15:35 So lets just jump right into this. Yep, we have seen this before. Let’s move over to the alerts tab here and you can see that I’ve already created three different alerts here. The first one is the drift alert. If this drift is greater than let’s say 8% for the last week and I check this once per day, then that sends an email to data scientist number seven. And the same is true for error alert. Or if you have less than a hundred scores and on any given day, then again, you send up an email. Whenever an alert is triggered, we can see what has been triggered down here until we acknowledge this.
16:08 So at this moment this explains why we have the seven alerts here. If I, for example, acknowledge all of them then this KPI would actually go back to zero here and everything is green. So let’s go back to our alerts and let’s trigger a new one.

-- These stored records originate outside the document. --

//! `BackoffSchedule` (§4.3, C3): startup fixed-window delays, post-window
//! exponential-with-jitter delays, and per-replica cooldowns sharing the same
//! exponential-with-jitter shape. The jitter source is injected (a `rand::Rng`
//! passed in at the call site) rather than read from a process global, per
//! Design Note "replacement for global/static state". This is what makes
//! `refresh_engine` tests deterministic under a seeded RNG.

use rand::Rng;
use std::time::Duration;

/// Staircase of fixed delays during the startup grace period, then "leave the
/// window" and switch to exponential-with-jitter. Mirrors the shape of the
/// corpus's watch-restart backoff in `k8s/cache/watch_manager.rs`
/// (`INITIAL_BACKOFF_SECONDS`/`MAX_BACKOFF_SECONDS`) but as a pure, injectable
/// schedule rather than mutable loop-local state.
#[derive(Debug, Clone)]
pub struct BackoffSchedule {
    pub startup_grace_period: Duration,
    pub startup_steps: Vec<Duration>,
    pub min_delay: Duration,
    pub max_delay: Duration,
    pub jitter_range: std::ops::Range<f64>,
}

impl Default for BackoffSchedule {
    fn default() -> Self {
        Self {
            startup_grace_period: Duration::from_secs(30),
            startup_steps: vec![
                Duration::from_millis(500),
                Duration::from_secs(2),
                Duration::from_secs(5),
                Duration::from_secs(10),
            ],
            min_delay: Duration::from_secs(30),
            max_delay: Duration::from_secs(10 * 60),
            jitter_range: 0.8..1.0,
        }
    }
}

/// Result of consulting the startup schedule for elapsed time `t`.
#[derive(Debug, Clone, Copy, PartialEq, Eq)]
pub enum StartupDelay {
    Fixed(Duration),
    PostWindow,
}

impl BackoffSchedule {
    /// Startup fixed-window delay for elapsed time `t` since the first
    /// attempt, or `PostWindow` once `t` has left the grace period.
    #[must_use]
    pub fn startup_delay(&self, elapsed: Duration, attempt: u32) -> StartupDelay {
        if elapsed >= self.startup_grace_period {
            return StartupDelay::PostWindow;
        }
        let idx = (attempt as usize).min(self.startup_steps.len().saturating_sub(1));
        self.startup_steps
            .get(idx)
            .copied()
            .map_or(StartupDelay::PostWindow, StartupDelay::Fixed)
    }

    /// `delay(attempt) = clamp(min * 2^(attempt-1), min, max) * jitter`.
    #[must_use]
    pub fn exponential_delay(&self, attempt: u32, rng: &mut impl Rng) -> Duration {
        exponential_with_jitter(self.min_delay, self.max_delay, attempt, &self.jitter_range, rng)
    }

    /// Per-replica cooldown after `consecutive_failures`, same shape as
    /// `exponential_delay`, keyed on the replica's own failure count.
    #[must_use]
    pub fn replica_cooldown(&self, consecutive_failures: u32, rng: &mut impl Rng) -> Duration {
        exponential_with_jitter(self.min_delay, self.max_delay, consecutive_failures, &self.jitter_range, rng)
    }
}

fn exponential_with_jitter(
    min: Duration,
    max: Duration,
    attempt: u32,
    jitter_range: &std::ops::Range<f64>,
    rng: &mut impl Rng,
) -> Duration {
    let attempt = attempt.max(1);
    let shift = attempt.saturating_sub(1).min(32);
    let unclamped = min.saturating_mul(1u32.checked_shl(shift).unwrap_or(u32::MAX));
    let base = unclamped.clamp(min, max);
    let jitter = rng.gen_range(jitter_range.clone());
    Duration::from_secs_f64(base.as_secs_f64() * jitter)
}

#[cfg(test)]
mod tests {
    use super::*;
    use rand::SeedableRng;
    use rand::rngs::StdRng;

    #[test]
    fn startup_window_then_post_window() {
        let schedule = BackoffSchedule::default();
        assert_eq!(
            schedule.startup_delay(Duration::from_secs(0), 0),
            StartupDelay::Fixed(Duration::from_millis(500))
        );
        assert_eq!(schedule.startup_delay(Duration::from_secs(60), 0), StartupDelay::PostWindow);
    }

    #[test]
    fn exponential_delay_is_clamped_and_jittered() {
        let schedule = BackoffSchedule::default();
        let mut rng = StdRng::seed_from_u64(42);
        for attempt in 1..20 {
            let delay = schedule.exponential_delay(attempt, &mut rng);
            assert!(delay >= Duration::from_secs_f64(schedule.min_delay.as_secs_f64() * 0.8));
            assert!(delay <= schedule.max_delay);
        }
    }

    #[test]
    fn replica_cooldown_grows_with_failures() {
        let schedule = BackoffSchedule::default();
        let mut rng = StdRng::seed_from_u64(7);
        let low = schedule.replica_cooldown(1, &mut rng);
        let high = schedule.replica_cooldown(6, &mut rng);
        assert!(high >= low);
    }
}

16:25 Check now. This error alert will be checked at this moment. Is the error rate higher than what was it? 4%? Yes, it was almost 7%. Okay, so this has triggers and I can just check my email inbox here, or actually it’s in fact data scientist number seven email inbox and I will get notified. So this is about alerts, integrations is equally as simple. You could see the URL for the rep service here. I run this on a local server right now. And you can test this for some of those values. You just test the, the web service here. What is nice, I get all the results here in JSON, but we support actually more than 30 different formats here.
17:07 So we can change this if you like. As you get all this information here, we even can de-activate the deployment and that means the representative would still respond, but it gives you a proper error message telling the either the system integrating this web service that currently the deployment is deactivated. And then there’s the second web service here for defining the actuals.
17:30 And with that I would like to wrap this platform demonstration. We really managed to do a full project on flight delays. It’s a full AI project. We learned a lot about our data and we created a predictive model. We put it into production, we managed this model. You saw, it’s all very simple but it’s also at the same time stays very transparent.
17:50 And I said it before, RapidMiner is the only platform supporting everything from data prep, automated machine learning, down to model ops, in this augmented and automated way. But there is this whole other piece to the platform that you can actually see what exactly has happened in, in with those annotated processes, which comes in very useful and it’s often very important also for compliance reasons. Thanks for staying with me whole hour here and I hoped you enjoyed it as much as I did. Thanks.